Он глубоко уважал Юрия Карловича Олешу:
— Олеша писал только то, что хотел сказать, и ни разу не покривил душой.
Мысли об Олеше он записал для радиопередачи. Магнитная лента сохранила интонации Эммануила Генриховича и чудно передает его прямой характер, его торопливую убежденность. Я потом включил эту запись в пластинку фирмы «Мелодия»— «Говорят писатели» (диск второй). И Казакевич говорит там так, как говорил в жизни.
Он очень доброжелательно относился к молодым.
— Я очень на него рассчитываю, — сказал он о молодом поэте, с которым был мало знаком. — Я прочел его стихи. — Потом прибавил: — Боюсь, что на этом все кончится.
Мы часами гуляли по Риму. В музеях Казакевич отставал от остальной компании, потому что не просто глядел на картины и статуи, а изучал их, рассматривал с разных точек. Он приехал в Италию во второй раз и заранее говорил мне, Антонову, Гранину, на что следует обратить внимание особое. Иногда, если кто-нибудь из нас находился неподалеку, он окликал его и комментировал полотна так, что можно было от неожиданности захохотать в голос. Особенно если в лицах апостолов находил сходство с кем-нибудь из членов Союза писателей. Это не мешало в следующую минуту говорить о той же картине всерьез и очень точные вещи.
Вообще был бодр, о болезни говорил в прошлом времени. Вернулись в Москву. Я был у него после майских праздников, если не подводит память, 8-го. В конце мая болезнь возобновилась. Его положили в Кунцевскую больницу. 8 первых числах июня мы с женой приехали его навестить. Он еще шутил насчет желтизны своей кожи.

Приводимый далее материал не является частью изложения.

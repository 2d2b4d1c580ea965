//! # Frame Codec
//!
//! Every exchange with a collector is one frame in each direction:
//!
//! ```text
//! +------+---------+----------------------+-----------+
//! | ZBXD | 0x01    | body length (u64 LE) | JSON body |
//! +------+---------+----------------------+-----------+
//!   4 B     1 B           8 B               length B
//! ```
//!
//! Encoding builds the frame in a single `BytesMut` so the transport can hand
//! it to the socket with one write. Decoding validates the header exactly;
//! compressed or large-packet flags are not supported and surface as
//! [`ProtocolError::InvalidHeader`].

use bytes::{BufMut, Bytes, BytesMut};
use serde::Serialize;

use crate::constants::{FRAME_PREFIX_SIZE, HEADER, HEADER_SIZE};
use crate::error::{ProtocolError, ProtocolResult};
use crate::packet::Packet;
use crate::response::Response;

/// Decoded 13-byte frame prefix
#[derive(Debug, Clone, Copy, PartialEq, Eq)]
pub struct FrameHeader {
    /// Declared length of the JSON body
    pub body_len: u64,
}

impl FrameHeader {
    /// Parse the header and length field from the start of `data`
    pub fn parse(data: &[u8]) -> ProtocolResult<Self> {
        if data.len() < FRAME_PREFIX_SIZE {
            return Err(ProtocolError::message_too_small(
                FRAME_PREFIX_SIZE,
                data.len(),
                "frame header",
            ));
        }

        let header = &data[..HEADER_SIZE];
        if header != HEADER {
            return Err(ProtocolError::invalid_header(HEADER, header));
        }

        let mut len_bytes = [0u8; 8];
        len_bytes.copy_from_slice(&data[HEADER_SIZE..FRAME_PREFIX_SIZE]);

        Ok(Self {
            body_len: u64::from_le_bytes(len_bytes),
        })
    }

    /// Reject declared lengths above `max`
    pub fn check_limit(&self, max: usize) -> ProtocolResult<usize> {
        match usize::try_from(self.body_len) {
            Ok(len) if len <= max => Ok(len),
            _ => Err(ProtocolError::MessageTooLarge {
                size: self.body_len,
                max,
            }),
        }
    }
}

fn encode_frame<T: Serialize>(value: &T, context: &'static str) -> ProtocolResult<Bytes> {
    let body = serde_json::to_vec(value).map_err(|e| ProtocolError::json(context, e))?;

    let mut buf = BytesMut::with_capacity(FRAME_PREFIX_SIZE + body.len());
    buf.put_slice(&HEADER);
    buf.put_u64_le(body.len() as u64);
    buf.put_slice(&body);

    Ok(buf.freeze())
}

/// Frame a request packet for the wire
pub fn encode_packet(packet: &Packet) -> ProtocolResult<Bytes> {
    encode_frame(packet, "encoding packet")
}

/// Frame a collector response; used by collector-side tooling and tests
pub fn encode_response(response: &Response) -> ProtocolResult<Bytes> {
    encode_frame(response, "encoding response")
}

/// Decode a JSON response body that has already been separated from its header
pub fn decode_response_body(body: &[u8]) -> ProtocolResult<Response> {
    serde_json::from_slice(body).map_err(|e| ProtocolError::json("decoding response", e))
}

/// Decode one complete response frame
///
/// The body must be exactly as long as the length field declares.
pub fn decode_response(data: &[u8]) -> ProtocolResult<Response> {
    let header = FrameHeader::parse(data)?;
    let body = &data[FRAME_PREFIX_SIZE..];

    let got = body.len() as u64;
    if got < header.body_len {
        return Err(ProtocolError::Truncated {
            declared: header.body_len,
            got: body.len(),
        });
    }
    if got > header.body_len {
        return Err(ProtocolError::TrailingBytes {
            declared: header.body_len,
            got: body.len(),
        });
    }

    decode_response_body(body)
}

Пользуясь моментом, когда женщины вышли в коридор, сказал мне:
— Ираклий Луарсабович, болезнь развивается быстро. Меня окружают женщины. Возьмите мое лечение в свои руки. Так им будет спокойнее. Это моя дружеская просьба к вам.
Время от времени он замолкал. Боли становились невыносимыми. Я пошел за дежурным врачом. Он сказал, что нужна консультация хирурга. Это было в субботу вечером. Я позвонил домой Дмитрию Алексеевичу Поликарпову, заведующему отделом культуры ЦК. Под утро профессор Овчиннинский сделал Казакевичу операцию. Она продолжалась четыре часа. В семь я вернулся в больницу. Овчиннинский снимал резиновые перчатки. Сказал, что сделано все возможное, но положение безнадежное. Спасти Эммануила Генриховича не удастся.
Напрасны были попытки найти способ хотя бы отсрочить конец, испробовать какие-то еще не признанные наукой средства. Галина Осиповна Казакевич, Маргарита Иосифовна Алигер, Ида Марковна Радволина и я вчетвером ездили в Министерство здравоохранения, в Четвертое главное управление… Эммануила Генриховича взяли домой. С ужасом наблюдал я, как надвигался конец, а он, в полном сознании, молча, конечно же думал о тощ, что оставляет незавершенными начатые работы, которые обозначили бы новый взлет, новые грани его замечательного таланта. Чтобы перебить эту горькую мысль, я раскрываю его прекрасные книги и вновь убеждаюсь в том, что время не властно над ними, и верю, что воплощенный в них образ этого удивительного писателя никогда не умрет.